04/09/2026
Platica con El Doctor Matias Bejarano
Dios no solo se interesa por tu vida espiritual…
también le importa tu mente, tus emociones y lo que estás cargando por dentro.
A veces aprendemos a seguir adelante por fuera, pero por dentro seguimos arrastrando heridas, ansiedad, estrés, insomnio, miedo o patrones que nunca fueron sanados.
Y muchas veces lo que no se sana, se repite.
Lo que no se ordena, nos gobierna.
Y lo que no se lleva a Dios, termina pesando más de lo que imaginamos.
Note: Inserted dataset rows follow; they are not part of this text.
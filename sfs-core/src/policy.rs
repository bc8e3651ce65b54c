//! Lease duration policy.

use serde::{Deserialize, Serialize};
use std::time::Duration;

/// Server-side lease duration policy.
///
/// A client asks for an interval; the server stretches it to
/// `interval * mul + add` but keeps the extra time inside `[min, max]`
/// seconds so a client never loses a lease early and a dead client never
/// pins a file for too long.
#[derive(Debug, Clone, Copy, PartialEq, Eq, Serialize, Deserialize)]
#[serde(default)]
pub struct LeasePolicy {
    pub mul: u32,
    pub add: u32,
    pub min_secs: u32,
    pub max_secs: u32,
    /// Seconds a conflicting request waits before holders are asked to
    /// relinquish. Negative disables relinquish callouts.
    pub lease_timeout_secs: i32,
    /// Longest lease a client may request.
    pub max_lease_secs: u32,
}

impl Default for LeasePolicy {
    fn default() -> Self {
        Self {
            mul: 2,
            add: 0,
            min_secs: 600,
            max_secs: 65_535,
            lease_timeout_secs: 0,
            max_lease_secs: 600,
        }
    }
}

impl LeasePolicy {
    #[must_use]
    pub fn with_bounds(mut self, min_secs: u32, max_secs: u32) -> Self {
        self.min_secs = min_secs;
        self.max_secs = max_secs;
        self
    }

    #[must_use]
    pub fn with_scaling(mut self, mul: u32, add: u32) -> Self {
        self.mul = mul;
        self.add = add;
        self
    }

    #[must_use]
    pub fn with_lease_timeout(mut self, secs: i32) -> Self {
        self.lease_timeout_secs = secs;
        self
    }

    #[must_use]
    pub fn with_max_lease(mut self, secs: u32) -> Self {
        self.max_lease_secs = secs;
        self
    }

    /// Server-side expiry for a client-requested interval, in seconds.
    ///
    /// Always within `[interval + min, interval + max]`.
    #[must_use]
    pub fn server_timeout_secs(&self, interval_secs: u32) -> u64 {
        let t = u64::from(interval_secs);
        let stretched = t * u64::from(self.mul) + u64::from(self.add);
        let extra = stretched
            .saturating_sub(t)
            .clamp(u64::from(self.min_secs), u64::from(self.max_secs.max(self.min_secs)));
        t + extra
    }

    #[must_use]
    pub fn server_timeout(&self, interval_secs: u32) -> Duration {
        Duration::from_secs(self.server_timeout_secs(interval_secs))
    }

    #[inline]
    #[must_use]
    pub fn callouts_enabled(&self) -> bool {
        self.lease_timeout_secs >= 0
    }

    /// Bound on a blocked byte-range lock attempt.
    #[must_use]
    pub fn frlock_timeout(&self) -> Duration {
        Duration::from_secs(u64::from(self.max_lease_secs / 2).max(1))
    }

    /// Clamp a requested interval to the configured maximum.
    #[must_use]
    pub fn clamp_interval(&self, interval_secs: u32) -> u32 {
        interval_secs.min(self.max_lease_secs)
    }
}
La salud mental no es un tema ajeno a la fe.
También es parte del cuidado integral que Dios quiere para sus hijos.
Fuimos creados como seres completos:
cuerpo, mente y relaciones.
Por eso necesitamos cuidar lo que alimenta nuestro corazón, lo que entra a nuestra mente y la manera en que respondemos a la vida.
No todo se trata de reaccionar.
No todo se trata de sobrevivir.
No todo se trata de cargar en silencio.
En Cristo hay una mejor manera de vivir.
Una vida donde aprendemos a guardar el corazón, renovar la mente, poner nombre a lo que sentimos, buscar ayuda cuando es necesario y permitir que Dios restaure lo que por años estuvo desordenado.
Madurar también es aprender a responder diferente.
Sanar también es parte del proceso.
Y pedir ayuda también puede ser una señal de humildad, no de debilidad.
Tal vez hoy Dios te está mostrando que hay áreas de tu vida que necesitan atención, sanidad y orden.
Y está bien reconocerlo.
Porque no podemos dar salud a otros si nosotros mismos seguimos descuidando nuestra alma.
Que el Señor nos ayude a vivir con una mente renovada, un corazón sano y una vida que refleje Su paz.